My hobbies didn't exactly make me a popular kid. In between tinkering with electronics and plants around the school, and me suddenly needing glasses after the first week, I got picked on a lot.

One day, as I put my things in a locker, a guy named Roger Jackson shoved me into the door, spilling my botany books, a potted geranium and Green Lantern comics on the floor.

Leather jacket and studded wristbands. The grim reaper on his ripped t-shirt leered at me. "Whoops! Sorry, pansy boy! Guess I wasn't watching where I was going!"

He and some rough looking kids with him had a laugh at my expense. As I bent over to scoop up the dirt from my plant, he kicked the pot out of my hands, smashed my comics with his sneakers until the pages came apart.

He flipped through my electronics book. "Why you reading this crap, Wolfie? Making some kind of potato clock?"

"Some day it's going to get me into space!"

Roger laughed. "How's that going to work? Gonna build a giant rocketship with a zucchini?"

His buddies chuckled.

"I don't know, but I'm going to figure it out somehow. And when I do, you're not coming along."

"Oooh!" he mocked. "Gonna fly away without me, huh? I guess them's the breaks!"

He threw my textbook down the hall. "Go fetch, Wolfie!"

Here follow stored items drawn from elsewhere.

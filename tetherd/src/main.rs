//! # Tether Daemon
//!
//! Main entry point for the tether server.

use clap::Parser;
use std::process;
use tetherd::{init_tracing, run_server, Args, ServerConfig};

fn main() {
    let args = Args::parse();
    init_tracing();

    let config = ServerConfig::from_args(&args)
        .and_then(|config| config.validate())
        .unwrap_or_else(|e| {
            tracing::error!("{}", e);
            process::exit(1);
        });

    if let Err(e) = run_server(&config) {
        tracing::error!("Server error: {}", e);
        process::exit(1);
    }
}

I had a feeling that ET wouldn't have wanted me to fight someone over something so trivial, but I'd had enough. When I saw him grabbing my botany book, I gave him a shove.

He struck me in the face, knocking my glasses sideways.

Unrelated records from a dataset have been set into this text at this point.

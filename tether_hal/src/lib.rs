//! # Tether Hardware Abstraction Layer
//!
//! Capability traits for everything that touches the machine directly.
//!
//! ## Philosophy
//!
//! **Raw machine access lives behind traits.**
//!
//! The registry, sanitizer and dispatcher never allocate executable memory,
//! read the flags register or jump into native code themselves. They are
//! handed a capability that does it. Production uses the implementations in
//! `tether_hal_x86_64`; tests use the fakes in [`fake`].
//!
//! ## Design Principles
//!
//! 1. **Write, then lock**: memory is never writable and executable at once
//! 2. **One unsafe entry point**: only [`Trampoline::enter`] runs region code
//! 3. **Testable**: every capability has an in-memory double

pub mod fake;
pub mod flags;
pub mod memory;
pub mod trampoline;

pub use fake::{FakeExecutableMemory, FakeTrampoline, FixedFlags, MemoryEvent};
pub use flags::FlagSource;
pub use memory::{ExecutableMemory, ExecutableRegion, MemoryError, WritableRegion};
pub use trampoline::Trampoline;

"What do you have against me?" I cried. "Isn't your dad a farmer?"

"No! Even if he was, you think I actually want to join the crummy FFA? You and my old man would get along great together!" He slugged me in the stomach.

I thought Roger would pound me to a pulp, but a female voice shouted, "Hey! Pick on someone your own size!"

With a laugh, the bully turned around.

A small figure rushed up to Roger, and with couple karate moves, sent him groaning to the floor.

I stared at my rescuer, did a double take when I realized I recognized her. "Jamie? How-?"

"Elliott!" she cried, kissing me full on the mouth.